How to make the life of an iOS developer suck a little less — 24 hrs at a time — an open letter to…

Written by rameshdot0 | Published 2016/09/29
Tech Story Tags: ios | ios-app-development | rant | mobile-app-development | sarcasm

TLDRvia the TL;DR App

Last I checked the average review time for app submission is about 3 days (from http://appreviewtimes.com/)

TL;DR (because you need to get back to that YC/500 application)

4 Changes to the submit script and process than can save at least a day of the developer’s time

  1. Add sanity checks eg. nm check for symbols,functions the app is not allowed to use
  2. Check for DOA builds, basically the app crashes on start
  3. Streamline the two step submission (1) from xcode and then (2) from itunesconnect
  4. Remove the build version restriction which forces one to update the build version every time you submit, even within the same “submit cycle”

average review time for app submission is about 3 days (from http://appreviewtimes.com/)

On face value, this is great. Our app has been in review for 3 weeks at one time. So a lot of credit goes to the review time. They have staffed up and they have servered up (got more machines). The averages used to hover at 8 days for the last couple of years.

So you would think 3 days is great right? Not if you are the developer who has to push the code and wait for all the green. If this was the only thing you were doing, great! Time to go for a quick trip to Hawaii right? But that’s usually not the case. Your “growth hacking” team has 10 experiments lined up that need to be done yesterday. Your bug triage is basically becoming a carnage of broken promised and unfulfilled wishes. And that doesn’t even come close to how your personal life is faring.

A real story

So here we are, we submitted the latest version of our yogatailor app . Lots of cool features and more importantly a critical bug were in the mix. We submit Tuesday evening. Come Thu morning(around 7AM Pacific), the app is in review. yay!! After about 3 hours, we get this message on the dashboard. The app has been rejected because of “Performance” reasons (They probably should reword this a bit considering lots of iOS developers are guys with bruised self images).

Turns out we are using an API called setCompletionDelegate. A quick check in our code — nope, we don’t use this function. We then looked at all the libraries. Everything was great. And then we finally looked at the Pods and voila, good old Branch API was using this function. A quick chat with the good folks of Branch.io , turns out we were 3 versions behind! After a brief wrestle with “pod update” and “pod install” and “pod unistall” and “pod wtf”, we got everything updated with Branch.

So we run QA, archive, submit and….

Waiting for the Sun

You see the timestamp there? It says upload date Sep 16, 2016 11:56 AM. Guess what time it was we were looking at it? It was 2pm (all times pacific). A good 2 hrs after we submitted.

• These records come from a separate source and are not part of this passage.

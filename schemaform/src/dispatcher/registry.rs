//! Named widgets and custom fields.

use std::collections::HashMap;

use serde_json::{Map, Value, json};

use crate::{
    error_tree::ErrorNode,
    path::DataPath,
    schema::{EnumOption, SchemaNode},
    ui::{UiOptions, UiSchema},
};

/// Name of the fallback widget used for unknown widget names.
pub const UNSUPPORTED_WIDGET: &str = "unsupported";

/// Everything a primitive control receives.
#[derive(Debug, Clone)]
pub struct WidgetProps<'a> {
    pub schema: &'a SchemaNode,
    pub options: &'a UiOptions,
    pub id: &'a str,
    pub path: &'a DataPath,
    pub value: Option<&'a Value>,
    pub label: Option<&'a str>,
    pub required: bool,
    pub disabled: bool,
    pub readonly: bool,
    pub autofocus: bool,
    /// Set for multi-select and file-list arrays.
    pub multiple: bool,
    pub enum_options: Vec<EnumOption>,
    pub errors: &'a [String],
}

/// A primitive input control.
pub trait Widget {
    fn render(&self, props: &WidgetProps<'_>) -> Value;
}

impl<F> Widget for F
where
    F: Fn(&WidgetProps<'_>) -> Value,
{
    fn render(&self, props: &WidgetProps<'_>) -> Value {
        self(props)
    }
}

/// What a custom field receives.
#[derive(Debug, Clone)]
pub struct CustomFieldProps<'a> {
    pub schema: &'a SchemaNode,
    pub ui: &'a UiSchema,
    pub id: &'a str,
    pub path: &'a DataPath,
    pub value: Option<&'a Value>,
    pub errors: Option<&'a ErrorNode>,
    pub required: bool,
    pub disabled: bool,
    pub readonly: bool,
    /// The whole form value.
    pub ref_data: &'a Value,
}

/// A field that takes over rendering of a whole subtree, selected with `ui:field`.
pub trait CustomField {
    fn render(&self, props: &CustomFieldProps<'_>) -> Value;
}

/// Built-in control description handed to templates.
struct BuiltinWidget {
    name: &'static str,
    input_type: Option<&'static str>,
    extra: fn(&WidgetProps<'_>) -> Map<String, Value>,
}

impl Widget for BuiltinWidget {
    fn render(&self, props: &WidgetProps<'_>) -> Value {
        let mut out = Map::new();
        out.insert("widget".into(), json!(self.name));
        out.insert("id".into(), json!(props.id));
        if let Some(input_type) = self.input_type {
            out.insert("type".into(), json!(input_type));
        }
        out.insert("value".into(), props.value.cloned().unwrap_or(Value::Null));
        if let Some(label) = props.label {
            out.insert("label".into(), json!(label));
        }
        out.insert("required".into(), json!(props.required));
        out.insert("disabled".into(), json!(props.disabled));
        out.insert("readonly".into(), json!(props.readonly));
        if props.autofocus {
            out.insert("autofocus".into(), json!(true));
        }
        if !props.errors.is_empty() {
            out.insert("errors".into(), json!(props.errors));
        }
        out.extend((self.extra)(props));
        Value::Object(out)
    }
}

fn no_extra(_: &WidgetProps<'_>) -> Map<String, Value> {
    Map::new()
}

fn textarea_extra(props: &WidgetProps<'_>) -> Map<String, Value> {
    let mut out = Map::new();
    if let Some(rows) = props.options.extra.get("rows") {
        out.insert("rows".into(), rows.clone());
    }
    out
}

fn select_extra(props: &WidgetProps<'_>) -> Map<String, Value> {
    let mut out = Map::new();
    out.insert("multiple".into(), json!(props.multiple));
    out.insert("options".into(), json!(props.enum_options));
    out
}

fn files_extra(props: &WidgetProps<'_>) -> Map<String, Value> {
    let mut out = Map::new();
    out.insert("multiple".into(), json!(props.multiple));
    if let Some(accept) = props.options.extra.get("accept") {
        out.insert("accept".into(), accept.clone());
    }
    out
}

fn alt_date_extra(props: &WidgetProps<'_>) -> Map<String, Value> {
    let mut out = Map::new();
    let with_time = props.options.extra.get("time").and_then(Value::as_bool).unwrap_or(false);
    let mut parts = vec!["year", "month", "day"];
    if with_time {
        parts.extend(["hour", "minute", "second"]);
    }
    out.insert("parts".into(), json!(parts));
    out
}

fn alt_year_extra(props: &WidgetProps<'_>) -> Map<String, Value> {
    let mut out = Map::new();
    let mut parts = vec!["year"];
    if props.options.extra.get("month").and_then(Value::as_bool).unwrap_or(false) {
        parts.push("month");
        if props.options.extra.get("day").and_then(Value::as_bool).unwrap_or(false) {
            parts.push("day");
        }
    }
    out.insert("parts".into(), json!(parts));
    out
}

fn unsupported_widget(props: &WidgetProps<'_>) -> Value {
    json!({
        "widget": UNSUPPORTED_WIDGET,
        "id": props.id,
        "unsupported": true,
        "type": props.schema.type_name(),
    })
}

/// Widgets and custom fields by name.
pub struct Registry {
    widgets: HashMap<String, Box<dyn Widget>>,
    aliases: HashMap<String, String>,
    fields: HashMap<String, Box<dyn CustomField>>,
}

impl Default for Registry {
    fn default() -> Self {
        Self::new()
    }
}

impl Registry {
    /// Registry with the built-in widgets.
    pub fn new() -> Self {
        let mut registry = Self::empty();
        let builtins = [
            ("text", Some("text"), no_extra as fn(&WidgetProps<'_>) -> Map<String, Value>),
            ("textarea", None, textarea_extra),
            ("updown", Some("number"), no_extra),
            ("checkbox", Some("checkbox"), no_extra),
            ("color", Some("color"), no_extra),
            ("select", None, select_extra),
            ("date", Some("date"), no_extra),
            ("datetime", Some("datetime-local"), no_extra),
            ("alt-year", None, alt_year_extra),
            ("alt-datetime", None, alt_date_extra),
            ("file", Some("file"), files_extra),
            ("files", Some("file"), files_extra),
            ("hidden", Some("hidden"), no_extra),
        ];
        for (name, input_type, extra) in builtins {
            registry.register_widget(
                name,
                BuiltinWidget {
                    name,
                    input_type,
                    extra,
                },
            );
        }
        registry.register_widget(UNSUPPORTED_WIDGET, unsupported_widget);
        registry.register_alias("alt-date", "alt-year");
        registry
    }

    /// Registry with no widgets except the fallback.
    pub fn empty() -> Self {
        let mut registry = Self {
            widgets: HashMap::new(),
            aliases: HashMap::new(),
            fields: HashMap::new(),
        };
        registry.register_widget(UNSUPPORTED_WIDGET, unsupported_widget);
        registry
    }

    pub fn register_widget(&mut self, name: impl Into<String>, widget: impl Widget + 'static) {
        self.widgets.insert(name.into(), Box::new(widget));
    }

    /// Make `alias` render with `target`.
    pub fn register_alias(&mut self, alias: impl Into<String>, target: impl Into<String>) {
        self.aliases.insert(alias.into(), target.into());
    }

    pub fn register_field(&mut self, name: impl Into<String>, field: impl CustomField + 'static) {
        self.fields.insert(name.into(), Box::new(field));
    }

    pub fn has_widget(&self, name: &str) -> bool {
        self.widgets.contains_key(self.canonical(name))
    }

    /// The widget for `name`, or the `unsupported` fallback.
    pub fn widget(&self, name: &str) -> &dyn Widget {
        match self.widgets.get(self.canonical(name)) {
            Some(widget) => widget.as_ref(),
            None => {
                warn!("no widget named `{name}`, using `{UNSUPPORTED_WIDGET}`");
                &unsupported_widget
            }
        }
    }

    pub fn field(&self, name: &str) -> Option<&dyn CustomField> {
        self.fields.get(name).map(Box::as_ref)
    }

    fn canonical<'n>(&'n self, name: &'n str) -> &'n str {
        self.aliases.get(name).map_or(name, String::as_str)
    }
}

#[cfg(test)]
mod tests {
    use super::*;

    fn props<'a>(
        schema: &'a SchemaNode,
        options: &'a UiOptions,
        path: &'a DataPath,
    ) -> WidgetProps<'a> {
        WidgetProps {
            schema,
            options,
            id: "root_x",
            path,
            value: None,
            label: Some("X"),
            required: true,
            disabled: false,
            readonly: false,
            autofocus: false,
            multiple: false,
            enum_options: schema.enum_options(),
            errors: &[],
        }
    }

    #[test]
    fn test_builtin_text() {
        let registry = Registry::new();
        let schema = SchemaNode::default();
        let options = UiOptions::default();
        let path = DataPath::root();
        let out = registry.widget("text").render(&props(&schema, &options, &path));
        assert_eq!(out["widget"], json!("text"));
        assert_eq!(out["type"], json!("text"));
        assert_eq!(out["value"], Value::Null);
        assert_eq!(out["required"], json!(true));
    }

    #[test]
    fn test_alias_and_fallback() {
        let registry = Registry::new();
        let schema = SchemaNode::default();
        let path = DataPath::root();
        let options: UiOptions =
            serde_json::from_value(json!({"month": true, "day": true})).unwrap();
        assert!(registry.has_widget("alt-date"));
        let out = registry.widget("alt-date").render(&props(&schema, &options, &path));
        assert_eq!(out["parts"], json!(["year", "month", "day"]));

        let out = registry.widget("nope").render(&props(&schema, &options, &path));
        assert_eq!(out["widget"], json!(UNSUPPORTED_WIDGET));
        assert!(!registry.has_widget("nope"));
    }

    #[test]
    fn test_closure_widget() {
        let mut registry = Registry::empty();
        registry.register_widget("stars", |p: &WidgetProps<'_>| json!({"stars": p.id}));
        let schema = SchemaNode::default();
        let options = UiOptions::default();
        let path = DataPath::root();
        assert_eq!(
            registry.widget("stars").render(&props(&schema, &options, &path)),
            json!({"stars": "root_x"})
        );
        let output = registry.widget("text").render(&props(&schema, &options, &path));
        assert_eq!(output["widget"], json!(UNSUPPORTED_WIDGET));
    }
}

So finally around 2:30 pm, the build is available to be submitted. We click through all the screens where they ask you about export stuff. Minor thing here, but why can’t these be pre-filled with previous settings?

Anyway, a few hrs later, rejected! yet again. This time it was because the app had a missing asset for iphone 4 and was crashing. I mean, this is our bad. But who supports iphone 4 anymore? Granted we didn’t update our QA scripts for iphone 4 in 6 months. But still, come on! We are a tinu, puny startup with super limited resources.

Where do we go from here

Here are a few things that I think can help expedite the app submission,review process. Feel free to add to this list either by highlighting and commenting right here or adding to the comments at the bottom. Maybe we can send a compiled list to Apple and they always listen to developers.

  1. Have the submission script run a few checks on the build, simple “nm” check on functions,symbols that are offlimit would be great
  2. Right now, the app submission is broken into two parts. We submit from xcode. we then wait for a hr or two for the build to “process”. And then you go to itunesconnect, select this build and then submit. Why not remove the step. Basically it is one submission and it goes through by default. If the developer thinks something is amiss, she can go interrupt the process.
  3. Check for DOA submissions right away. I thought this happened. Apparently not
  4. What’s with the annoying “feature” where itunesconnect rejects the build because the version has not been updated. The developer has already upped the build version on itunes. Now , the developer has to up the version within the build every time they archive and submit. How much time do you guys/gals waste because you submitted something, realized you missed something simple, made the fix, archived it and then it gets rejected because itunesconnect wants the buildversion to upped too. I find it annoying.

I should really be spending this time on the YCombinator application. Maybe I am using this as an escape from another onerous process. Maybe I am doing this because Apple cares.